Problem to work on: What lines in the data below mention the string "DomainRow"? Copy them out.

Recorded data
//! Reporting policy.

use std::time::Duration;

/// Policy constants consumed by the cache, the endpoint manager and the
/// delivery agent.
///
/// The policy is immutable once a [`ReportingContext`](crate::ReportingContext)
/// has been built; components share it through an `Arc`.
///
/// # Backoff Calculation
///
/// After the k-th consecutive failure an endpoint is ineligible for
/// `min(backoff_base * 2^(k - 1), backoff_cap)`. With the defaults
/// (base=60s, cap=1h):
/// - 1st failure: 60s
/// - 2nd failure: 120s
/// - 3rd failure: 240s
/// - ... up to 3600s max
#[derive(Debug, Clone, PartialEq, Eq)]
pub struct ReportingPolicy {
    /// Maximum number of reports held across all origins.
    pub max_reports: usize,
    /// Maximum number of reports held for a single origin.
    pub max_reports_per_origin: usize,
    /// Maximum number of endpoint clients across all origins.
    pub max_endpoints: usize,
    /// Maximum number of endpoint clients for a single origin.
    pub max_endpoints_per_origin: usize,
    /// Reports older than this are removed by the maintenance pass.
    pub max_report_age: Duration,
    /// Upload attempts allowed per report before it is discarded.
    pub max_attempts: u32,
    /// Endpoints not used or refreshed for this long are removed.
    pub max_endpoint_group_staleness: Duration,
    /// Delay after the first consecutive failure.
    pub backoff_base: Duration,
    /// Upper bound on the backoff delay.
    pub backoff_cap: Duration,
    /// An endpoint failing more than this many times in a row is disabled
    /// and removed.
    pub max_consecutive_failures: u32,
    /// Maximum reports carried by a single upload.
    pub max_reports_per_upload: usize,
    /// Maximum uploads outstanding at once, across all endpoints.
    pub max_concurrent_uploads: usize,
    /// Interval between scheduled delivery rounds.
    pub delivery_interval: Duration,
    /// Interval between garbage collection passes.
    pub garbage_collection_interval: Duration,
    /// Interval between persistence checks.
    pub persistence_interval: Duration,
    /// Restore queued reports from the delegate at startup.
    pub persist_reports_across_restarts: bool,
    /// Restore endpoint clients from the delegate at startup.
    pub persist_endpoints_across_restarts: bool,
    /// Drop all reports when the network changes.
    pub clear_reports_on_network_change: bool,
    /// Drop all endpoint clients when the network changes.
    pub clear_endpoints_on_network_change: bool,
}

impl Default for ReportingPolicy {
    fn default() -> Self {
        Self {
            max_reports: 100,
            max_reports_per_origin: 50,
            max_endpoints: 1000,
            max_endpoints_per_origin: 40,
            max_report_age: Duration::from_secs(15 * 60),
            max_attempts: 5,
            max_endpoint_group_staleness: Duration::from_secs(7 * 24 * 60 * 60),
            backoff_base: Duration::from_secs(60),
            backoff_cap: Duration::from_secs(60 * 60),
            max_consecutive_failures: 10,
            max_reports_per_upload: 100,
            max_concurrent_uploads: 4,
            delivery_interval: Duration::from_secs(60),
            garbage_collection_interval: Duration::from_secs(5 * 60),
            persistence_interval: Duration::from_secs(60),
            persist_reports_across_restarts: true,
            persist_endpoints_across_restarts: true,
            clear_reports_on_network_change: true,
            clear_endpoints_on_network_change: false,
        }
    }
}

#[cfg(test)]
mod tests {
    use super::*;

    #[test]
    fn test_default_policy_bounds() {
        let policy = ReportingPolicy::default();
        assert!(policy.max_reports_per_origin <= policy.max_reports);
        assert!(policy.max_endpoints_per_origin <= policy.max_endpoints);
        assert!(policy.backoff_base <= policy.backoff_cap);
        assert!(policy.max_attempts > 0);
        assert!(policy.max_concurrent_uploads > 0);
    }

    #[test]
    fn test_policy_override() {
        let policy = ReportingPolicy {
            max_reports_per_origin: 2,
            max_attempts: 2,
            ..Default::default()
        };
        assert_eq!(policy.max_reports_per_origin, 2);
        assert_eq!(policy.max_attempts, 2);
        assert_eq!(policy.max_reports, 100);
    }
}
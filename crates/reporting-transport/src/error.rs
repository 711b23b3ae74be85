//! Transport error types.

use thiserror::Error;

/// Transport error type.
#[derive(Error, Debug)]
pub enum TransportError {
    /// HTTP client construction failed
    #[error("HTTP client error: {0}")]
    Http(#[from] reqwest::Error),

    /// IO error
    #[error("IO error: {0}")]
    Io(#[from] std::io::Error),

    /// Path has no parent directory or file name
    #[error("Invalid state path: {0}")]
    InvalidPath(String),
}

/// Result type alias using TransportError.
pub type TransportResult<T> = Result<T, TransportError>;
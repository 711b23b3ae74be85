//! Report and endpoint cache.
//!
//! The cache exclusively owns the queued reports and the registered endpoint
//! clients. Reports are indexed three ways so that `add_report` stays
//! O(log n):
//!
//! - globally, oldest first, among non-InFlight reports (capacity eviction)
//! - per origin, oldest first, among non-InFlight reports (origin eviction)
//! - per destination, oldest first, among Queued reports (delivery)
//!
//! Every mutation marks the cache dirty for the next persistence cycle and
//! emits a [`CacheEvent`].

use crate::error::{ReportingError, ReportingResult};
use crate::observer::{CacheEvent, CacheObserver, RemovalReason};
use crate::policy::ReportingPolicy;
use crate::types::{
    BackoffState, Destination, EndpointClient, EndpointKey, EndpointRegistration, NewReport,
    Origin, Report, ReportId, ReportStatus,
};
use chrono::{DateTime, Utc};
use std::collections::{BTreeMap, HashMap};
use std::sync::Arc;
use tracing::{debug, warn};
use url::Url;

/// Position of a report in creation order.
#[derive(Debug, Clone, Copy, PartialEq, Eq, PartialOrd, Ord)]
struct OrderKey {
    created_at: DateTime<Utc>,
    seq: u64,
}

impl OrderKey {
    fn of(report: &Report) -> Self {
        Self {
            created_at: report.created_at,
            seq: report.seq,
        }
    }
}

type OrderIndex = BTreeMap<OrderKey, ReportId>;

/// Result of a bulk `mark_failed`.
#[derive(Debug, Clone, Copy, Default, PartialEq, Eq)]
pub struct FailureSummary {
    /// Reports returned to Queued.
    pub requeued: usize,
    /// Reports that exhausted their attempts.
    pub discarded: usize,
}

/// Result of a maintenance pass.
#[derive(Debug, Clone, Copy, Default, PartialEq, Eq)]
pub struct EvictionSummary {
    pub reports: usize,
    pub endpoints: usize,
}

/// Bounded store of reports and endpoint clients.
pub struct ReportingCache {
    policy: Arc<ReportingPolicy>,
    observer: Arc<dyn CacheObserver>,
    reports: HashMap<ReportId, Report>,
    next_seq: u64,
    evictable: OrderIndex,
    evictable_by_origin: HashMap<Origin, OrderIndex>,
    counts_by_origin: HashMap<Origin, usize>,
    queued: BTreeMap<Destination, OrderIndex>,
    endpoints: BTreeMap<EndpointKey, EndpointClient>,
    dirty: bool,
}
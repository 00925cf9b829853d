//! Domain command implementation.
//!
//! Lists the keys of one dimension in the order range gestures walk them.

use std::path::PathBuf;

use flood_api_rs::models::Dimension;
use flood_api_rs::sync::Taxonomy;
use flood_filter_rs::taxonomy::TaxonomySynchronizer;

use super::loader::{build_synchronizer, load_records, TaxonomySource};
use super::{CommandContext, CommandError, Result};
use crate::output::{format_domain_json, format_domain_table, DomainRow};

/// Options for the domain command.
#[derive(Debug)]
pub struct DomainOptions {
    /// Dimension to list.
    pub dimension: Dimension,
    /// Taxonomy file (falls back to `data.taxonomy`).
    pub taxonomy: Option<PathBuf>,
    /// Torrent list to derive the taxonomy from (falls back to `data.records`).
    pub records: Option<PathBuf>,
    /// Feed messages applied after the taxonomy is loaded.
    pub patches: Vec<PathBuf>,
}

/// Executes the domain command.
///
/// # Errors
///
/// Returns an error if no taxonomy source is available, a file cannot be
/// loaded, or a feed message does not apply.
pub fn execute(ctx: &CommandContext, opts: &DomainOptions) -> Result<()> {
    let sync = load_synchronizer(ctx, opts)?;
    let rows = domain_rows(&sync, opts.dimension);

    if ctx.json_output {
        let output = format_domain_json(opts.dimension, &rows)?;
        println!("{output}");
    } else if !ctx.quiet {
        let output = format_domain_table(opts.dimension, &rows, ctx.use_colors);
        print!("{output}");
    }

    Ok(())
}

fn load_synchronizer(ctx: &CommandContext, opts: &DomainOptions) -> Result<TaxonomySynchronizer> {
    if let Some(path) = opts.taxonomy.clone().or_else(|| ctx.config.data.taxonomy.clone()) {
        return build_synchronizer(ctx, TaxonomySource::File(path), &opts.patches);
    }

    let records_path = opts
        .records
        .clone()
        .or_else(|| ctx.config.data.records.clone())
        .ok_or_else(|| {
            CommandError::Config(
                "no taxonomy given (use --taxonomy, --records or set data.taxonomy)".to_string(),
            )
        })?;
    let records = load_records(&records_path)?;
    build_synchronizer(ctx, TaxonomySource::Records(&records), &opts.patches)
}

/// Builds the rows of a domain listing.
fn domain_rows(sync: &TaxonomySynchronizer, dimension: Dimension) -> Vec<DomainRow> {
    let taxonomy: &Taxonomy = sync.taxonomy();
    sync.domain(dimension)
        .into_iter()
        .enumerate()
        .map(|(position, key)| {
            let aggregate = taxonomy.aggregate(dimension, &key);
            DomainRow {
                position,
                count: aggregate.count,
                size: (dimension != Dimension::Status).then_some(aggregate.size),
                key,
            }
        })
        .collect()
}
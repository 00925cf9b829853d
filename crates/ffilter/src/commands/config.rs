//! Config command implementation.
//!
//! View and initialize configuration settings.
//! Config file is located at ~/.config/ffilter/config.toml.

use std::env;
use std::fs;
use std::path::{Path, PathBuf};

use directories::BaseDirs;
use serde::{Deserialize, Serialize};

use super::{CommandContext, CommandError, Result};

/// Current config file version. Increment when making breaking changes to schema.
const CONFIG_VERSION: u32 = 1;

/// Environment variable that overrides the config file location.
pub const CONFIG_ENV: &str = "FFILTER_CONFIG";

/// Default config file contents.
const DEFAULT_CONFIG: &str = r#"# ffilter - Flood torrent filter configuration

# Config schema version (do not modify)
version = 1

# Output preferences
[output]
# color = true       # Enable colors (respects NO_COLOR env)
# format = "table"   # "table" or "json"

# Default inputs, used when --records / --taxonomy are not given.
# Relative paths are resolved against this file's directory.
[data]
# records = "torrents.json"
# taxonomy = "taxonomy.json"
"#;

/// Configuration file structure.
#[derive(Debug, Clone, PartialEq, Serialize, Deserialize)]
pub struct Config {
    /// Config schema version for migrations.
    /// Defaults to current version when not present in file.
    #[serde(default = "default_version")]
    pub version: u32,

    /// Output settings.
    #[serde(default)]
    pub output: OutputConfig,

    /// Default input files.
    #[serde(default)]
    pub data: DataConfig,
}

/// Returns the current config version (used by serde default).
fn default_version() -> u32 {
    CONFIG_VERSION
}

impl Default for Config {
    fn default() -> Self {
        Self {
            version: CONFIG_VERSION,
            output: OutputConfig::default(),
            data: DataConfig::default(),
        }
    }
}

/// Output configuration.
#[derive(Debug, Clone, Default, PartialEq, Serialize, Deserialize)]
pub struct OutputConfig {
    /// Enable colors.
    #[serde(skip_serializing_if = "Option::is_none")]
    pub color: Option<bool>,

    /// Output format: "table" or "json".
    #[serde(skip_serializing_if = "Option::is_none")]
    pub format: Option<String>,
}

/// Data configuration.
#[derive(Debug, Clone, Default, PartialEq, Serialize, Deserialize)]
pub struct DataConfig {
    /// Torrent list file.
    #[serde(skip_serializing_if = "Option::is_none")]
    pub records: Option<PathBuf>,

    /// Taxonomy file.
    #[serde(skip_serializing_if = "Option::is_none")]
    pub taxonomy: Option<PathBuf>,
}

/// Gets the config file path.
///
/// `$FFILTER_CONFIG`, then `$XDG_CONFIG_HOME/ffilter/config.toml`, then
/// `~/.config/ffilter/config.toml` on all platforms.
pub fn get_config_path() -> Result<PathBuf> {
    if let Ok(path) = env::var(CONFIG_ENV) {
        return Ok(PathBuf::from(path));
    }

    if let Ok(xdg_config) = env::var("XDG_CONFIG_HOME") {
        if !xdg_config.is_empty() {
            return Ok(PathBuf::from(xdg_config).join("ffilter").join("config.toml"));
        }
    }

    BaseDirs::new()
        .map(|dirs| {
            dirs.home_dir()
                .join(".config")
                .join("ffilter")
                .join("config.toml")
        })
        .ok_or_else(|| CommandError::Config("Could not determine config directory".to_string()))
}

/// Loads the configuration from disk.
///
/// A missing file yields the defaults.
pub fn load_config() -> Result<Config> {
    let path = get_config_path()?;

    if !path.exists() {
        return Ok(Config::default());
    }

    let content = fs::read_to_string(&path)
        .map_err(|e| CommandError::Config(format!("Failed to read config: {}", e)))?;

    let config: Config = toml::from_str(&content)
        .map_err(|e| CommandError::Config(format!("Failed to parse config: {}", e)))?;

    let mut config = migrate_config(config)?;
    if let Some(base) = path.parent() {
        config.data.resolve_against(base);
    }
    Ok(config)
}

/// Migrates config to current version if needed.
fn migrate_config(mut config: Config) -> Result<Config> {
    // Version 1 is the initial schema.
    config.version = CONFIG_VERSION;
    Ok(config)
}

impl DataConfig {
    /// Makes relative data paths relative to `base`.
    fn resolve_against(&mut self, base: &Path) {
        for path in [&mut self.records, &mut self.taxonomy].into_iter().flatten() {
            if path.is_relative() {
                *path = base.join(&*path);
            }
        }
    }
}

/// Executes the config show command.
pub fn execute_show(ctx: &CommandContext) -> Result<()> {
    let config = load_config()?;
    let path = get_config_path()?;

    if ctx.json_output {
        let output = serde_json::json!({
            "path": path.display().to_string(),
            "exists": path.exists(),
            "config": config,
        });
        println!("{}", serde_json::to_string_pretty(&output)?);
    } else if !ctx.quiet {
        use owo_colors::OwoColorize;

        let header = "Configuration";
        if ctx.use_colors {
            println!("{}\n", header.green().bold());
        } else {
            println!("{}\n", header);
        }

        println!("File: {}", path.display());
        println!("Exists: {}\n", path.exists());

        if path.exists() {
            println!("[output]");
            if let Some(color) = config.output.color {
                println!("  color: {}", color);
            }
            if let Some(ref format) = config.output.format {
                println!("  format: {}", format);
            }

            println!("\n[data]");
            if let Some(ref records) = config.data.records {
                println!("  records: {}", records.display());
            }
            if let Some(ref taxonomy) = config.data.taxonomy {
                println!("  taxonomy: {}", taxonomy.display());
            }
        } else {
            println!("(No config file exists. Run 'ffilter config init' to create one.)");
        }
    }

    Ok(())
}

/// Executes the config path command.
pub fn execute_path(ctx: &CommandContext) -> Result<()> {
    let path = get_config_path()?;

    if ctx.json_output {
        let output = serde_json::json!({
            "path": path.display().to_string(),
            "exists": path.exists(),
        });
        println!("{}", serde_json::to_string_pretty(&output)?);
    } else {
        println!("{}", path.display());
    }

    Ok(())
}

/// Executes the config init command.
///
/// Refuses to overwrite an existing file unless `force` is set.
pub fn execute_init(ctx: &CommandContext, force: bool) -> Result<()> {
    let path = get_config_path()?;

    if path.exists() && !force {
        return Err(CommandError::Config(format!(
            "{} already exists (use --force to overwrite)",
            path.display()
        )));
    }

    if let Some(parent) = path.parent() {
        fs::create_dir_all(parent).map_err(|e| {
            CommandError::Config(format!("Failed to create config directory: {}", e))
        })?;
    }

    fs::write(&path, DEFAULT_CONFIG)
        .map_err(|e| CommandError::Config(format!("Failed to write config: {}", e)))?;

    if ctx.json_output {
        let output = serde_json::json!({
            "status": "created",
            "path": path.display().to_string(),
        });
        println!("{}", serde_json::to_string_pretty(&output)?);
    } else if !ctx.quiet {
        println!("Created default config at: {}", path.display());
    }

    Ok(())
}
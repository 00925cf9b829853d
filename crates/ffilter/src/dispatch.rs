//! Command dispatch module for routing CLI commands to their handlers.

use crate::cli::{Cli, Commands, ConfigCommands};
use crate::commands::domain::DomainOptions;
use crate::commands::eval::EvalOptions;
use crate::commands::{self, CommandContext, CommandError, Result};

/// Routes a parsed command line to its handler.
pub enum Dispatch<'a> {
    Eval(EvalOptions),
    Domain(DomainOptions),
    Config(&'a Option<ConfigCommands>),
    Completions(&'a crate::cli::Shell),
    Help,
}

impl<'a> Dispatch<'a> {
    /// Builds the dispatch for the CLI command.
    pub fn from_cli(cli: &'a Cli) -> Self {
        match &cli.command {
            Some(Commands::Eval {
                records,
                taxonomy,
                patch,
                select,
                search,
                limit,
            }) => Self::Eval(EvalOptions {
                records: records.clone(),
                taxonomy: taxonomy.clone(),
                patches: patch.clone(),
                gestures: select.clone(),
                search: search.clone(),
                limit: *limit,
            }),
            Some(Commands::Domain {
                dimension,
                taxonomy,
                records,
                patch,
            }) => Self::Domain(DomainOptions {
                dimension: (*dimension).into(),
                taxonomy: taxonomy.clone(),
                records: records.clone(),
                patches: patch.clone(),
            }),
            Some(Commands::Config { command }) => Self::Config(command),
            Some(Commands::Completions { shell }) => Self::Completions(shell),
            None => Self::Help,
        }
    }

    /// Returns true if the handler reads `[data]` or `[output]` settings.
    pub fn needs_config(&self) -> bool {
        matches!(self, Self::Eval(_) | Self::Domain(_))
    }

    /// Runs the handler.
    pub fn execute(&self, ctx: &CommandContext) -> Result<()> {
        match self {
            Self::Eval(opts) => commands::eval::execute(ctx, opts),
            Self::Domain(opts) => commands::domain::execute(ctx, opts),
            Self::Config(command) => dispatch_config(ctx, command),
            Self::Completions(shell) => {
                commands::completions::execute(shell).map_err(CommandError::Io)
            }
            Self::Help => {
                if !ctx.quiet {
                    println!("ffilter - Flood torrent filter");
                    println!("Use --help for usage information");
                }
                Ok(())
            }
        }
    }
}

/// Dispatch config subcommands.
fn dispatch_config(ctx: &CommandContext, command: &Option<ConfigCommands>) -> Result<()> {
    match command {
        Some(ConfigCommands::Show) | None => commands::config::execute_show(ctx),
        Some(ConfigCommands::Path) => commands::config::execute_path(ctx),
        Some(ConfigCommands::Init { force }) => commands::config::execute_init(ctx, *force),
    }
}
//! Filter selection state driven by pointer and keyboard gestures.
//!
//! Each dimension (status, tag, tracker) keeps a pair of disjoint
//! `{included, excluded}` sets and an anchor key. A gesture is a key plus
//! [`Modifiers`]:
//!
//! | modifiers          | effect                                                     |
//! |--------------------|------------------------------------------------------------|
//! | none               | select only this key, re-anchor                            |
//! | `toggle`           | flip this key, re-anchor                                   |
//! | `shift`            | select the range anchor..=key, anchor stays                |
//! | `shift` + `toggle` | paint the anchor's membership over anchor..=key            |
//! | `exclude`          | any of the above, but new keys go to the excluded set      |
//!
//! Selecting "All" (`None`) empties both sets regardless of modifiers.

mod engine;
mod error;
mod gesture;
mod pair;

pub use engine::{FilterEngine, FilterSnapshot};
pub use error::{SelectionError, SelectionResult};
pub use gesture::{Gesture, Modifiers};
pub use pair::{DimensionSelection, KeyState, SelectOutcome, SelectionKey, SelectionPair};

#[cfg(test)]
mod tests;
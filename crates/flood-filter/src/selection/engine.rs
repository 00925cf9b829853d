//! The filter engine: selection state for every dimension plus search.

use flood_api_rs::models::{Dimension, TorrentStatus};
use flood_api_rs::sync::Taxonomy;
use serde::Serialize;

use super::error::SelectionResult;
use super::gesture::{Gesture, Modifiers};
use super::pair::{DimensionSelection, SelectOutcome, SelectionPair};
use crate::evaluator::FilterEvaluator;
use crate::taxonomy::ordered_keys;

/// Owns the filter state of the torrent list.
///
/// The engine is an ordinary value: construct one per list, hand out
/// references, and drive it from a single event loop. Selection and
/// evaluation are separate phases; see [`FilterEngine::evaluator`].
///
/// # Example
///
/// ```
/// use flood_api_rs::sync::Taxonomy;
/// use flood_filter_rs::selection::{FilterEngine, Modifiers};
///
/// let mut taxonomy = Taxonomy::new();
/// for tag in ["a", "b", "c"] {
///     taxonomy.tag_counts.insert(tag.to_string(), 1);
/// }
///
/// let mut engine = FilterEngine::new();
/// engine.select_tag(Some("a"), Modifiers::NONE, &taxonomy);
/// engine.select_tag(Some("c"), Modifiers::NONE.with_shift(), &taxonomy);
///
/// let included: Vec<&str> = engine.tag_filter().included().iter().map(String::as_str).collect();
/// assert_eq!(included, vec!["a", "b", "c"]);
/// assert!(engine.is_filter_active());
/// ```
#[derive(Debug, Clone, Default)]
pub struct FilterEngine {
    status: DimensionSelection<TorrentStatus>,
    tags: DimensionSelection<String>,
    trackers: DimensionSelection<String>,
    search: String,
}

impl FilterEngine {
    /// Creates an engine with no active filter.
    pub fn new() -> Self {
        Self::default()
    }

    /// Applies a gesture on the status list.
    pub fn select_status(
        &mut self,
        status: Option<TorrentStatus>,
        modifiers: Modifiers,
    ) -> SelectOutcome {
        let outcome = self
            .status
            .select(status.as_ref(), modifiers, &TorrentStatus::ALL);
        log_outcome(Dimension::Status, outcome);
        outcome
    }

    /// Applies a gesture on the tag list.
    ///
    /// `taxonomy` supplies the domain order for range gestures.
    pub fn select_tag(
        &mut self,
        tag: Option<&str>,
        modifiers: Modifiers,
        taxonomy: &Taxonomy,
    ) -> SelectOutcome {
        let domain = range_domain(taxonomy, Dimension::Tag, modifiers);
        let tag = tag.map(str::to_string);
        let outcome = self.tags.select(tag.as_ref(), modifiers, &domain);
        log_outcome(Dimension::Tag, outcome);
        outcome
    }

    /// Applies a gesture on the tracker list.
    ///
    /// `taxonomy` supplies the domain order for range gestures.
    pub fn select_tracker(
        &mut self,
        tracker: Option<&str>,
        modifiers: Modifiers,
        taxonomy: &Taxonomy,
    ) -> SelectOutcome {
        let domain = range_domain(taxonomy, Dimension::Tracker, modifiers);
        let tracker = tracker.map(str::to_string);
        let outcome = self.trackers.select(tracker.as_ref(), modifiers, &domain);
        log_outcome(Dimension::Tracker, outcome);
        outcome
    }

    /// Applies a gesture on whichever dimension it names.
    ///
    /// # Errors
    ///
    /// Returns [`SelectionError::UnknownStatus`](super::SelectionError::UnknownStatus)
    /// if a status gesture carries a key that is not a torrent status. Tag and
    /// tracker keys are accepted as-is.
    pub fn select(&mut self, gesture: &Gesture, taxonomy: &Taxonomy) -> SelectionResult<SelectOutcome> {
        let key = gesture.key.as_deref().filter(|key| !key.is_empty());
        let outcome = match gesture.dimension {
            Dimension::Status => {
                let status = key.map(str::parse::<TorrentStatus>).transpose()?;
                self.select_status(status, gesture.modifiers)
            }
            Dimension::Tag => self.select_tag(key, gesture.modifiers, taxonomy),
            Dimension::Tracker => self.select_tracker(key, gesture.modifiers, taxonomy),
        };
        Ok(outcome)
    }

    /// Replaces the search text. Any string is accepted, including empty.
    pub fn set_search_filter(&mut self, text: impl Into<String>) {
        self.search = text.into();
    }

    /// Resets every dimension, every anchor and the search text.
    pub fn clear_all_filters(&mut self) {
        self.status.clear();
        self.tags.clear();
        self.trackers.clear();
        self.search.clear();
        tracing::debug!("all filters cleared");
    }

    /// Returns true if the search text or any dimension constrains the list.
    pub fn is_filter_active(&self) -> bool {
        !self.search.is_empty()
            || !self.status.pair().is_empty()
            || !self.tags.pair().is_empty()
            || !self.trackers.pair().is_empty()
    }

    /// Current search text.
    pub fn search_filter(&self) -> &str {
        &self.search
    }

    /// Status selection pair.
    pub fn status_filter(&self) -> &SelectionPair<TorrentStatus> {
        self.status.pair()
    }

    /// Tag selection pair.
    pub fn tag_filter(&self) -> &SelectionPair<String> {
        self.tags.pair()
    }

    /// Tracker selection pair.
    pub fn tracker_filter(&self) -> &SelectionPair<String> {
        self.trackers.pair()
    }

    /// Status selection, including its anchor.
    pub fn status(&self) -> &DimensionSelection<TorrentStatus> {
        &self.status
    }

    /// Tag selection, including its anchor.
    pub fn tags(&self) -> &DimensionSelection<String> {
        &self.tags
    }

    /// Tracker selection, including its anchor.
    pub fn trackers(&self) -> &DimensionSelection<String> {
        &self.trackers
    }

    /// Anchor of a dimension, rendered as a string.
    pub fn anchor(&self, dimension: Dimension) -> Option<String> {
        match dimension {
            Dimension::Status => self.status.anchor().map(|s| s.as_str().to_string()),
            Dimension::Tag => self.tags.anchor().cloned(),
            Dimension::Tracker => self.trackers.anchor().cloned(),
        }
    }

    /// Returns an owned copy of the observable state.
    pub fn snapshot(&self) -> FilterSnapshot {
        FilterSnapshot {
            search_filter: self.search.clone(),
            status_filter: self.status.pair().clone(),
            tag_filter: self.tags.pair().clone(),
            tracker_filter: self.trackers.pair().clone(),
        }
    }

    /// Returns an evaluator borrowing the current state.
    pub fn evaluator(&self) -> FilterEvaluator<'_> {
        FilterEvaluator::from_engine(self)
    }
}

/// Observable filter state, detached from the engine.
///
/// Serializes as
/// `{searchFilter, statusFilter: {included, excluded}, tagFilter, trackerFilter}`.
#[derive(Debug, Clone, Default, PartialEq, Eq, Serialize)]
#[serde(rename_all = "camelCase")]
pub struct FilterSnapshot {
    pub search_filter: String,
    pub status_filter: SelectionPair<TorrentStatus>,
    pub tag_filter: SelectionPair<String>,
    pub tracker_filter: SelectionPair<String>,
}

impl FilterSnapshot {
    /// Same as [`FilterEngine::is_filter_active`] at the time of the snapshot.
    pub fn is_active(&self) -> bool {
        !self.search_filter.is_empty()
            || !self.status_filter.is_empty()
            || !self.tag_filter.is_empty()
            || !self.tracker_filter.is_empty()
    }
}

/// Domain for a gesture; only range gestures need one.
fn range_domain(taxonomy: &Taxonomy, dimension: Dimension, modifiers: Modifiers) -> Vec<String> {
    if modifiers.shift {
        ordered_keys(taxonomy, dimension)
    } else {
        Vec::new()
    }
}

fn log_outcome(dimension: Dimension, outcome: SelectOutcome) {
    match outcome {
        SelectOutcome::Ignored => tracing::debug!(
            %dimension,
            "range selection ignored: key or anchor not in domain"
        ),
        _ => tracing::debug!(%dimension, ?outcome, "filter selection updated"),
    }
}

Answer box:
use crate::output::{format_domain_json, format_domain_table, DomainRow};
fn domain_rows(sync: &TaxonomySynchronizer, dimension: Dimension) -> Vec<DomainRow> {
            DomainRow {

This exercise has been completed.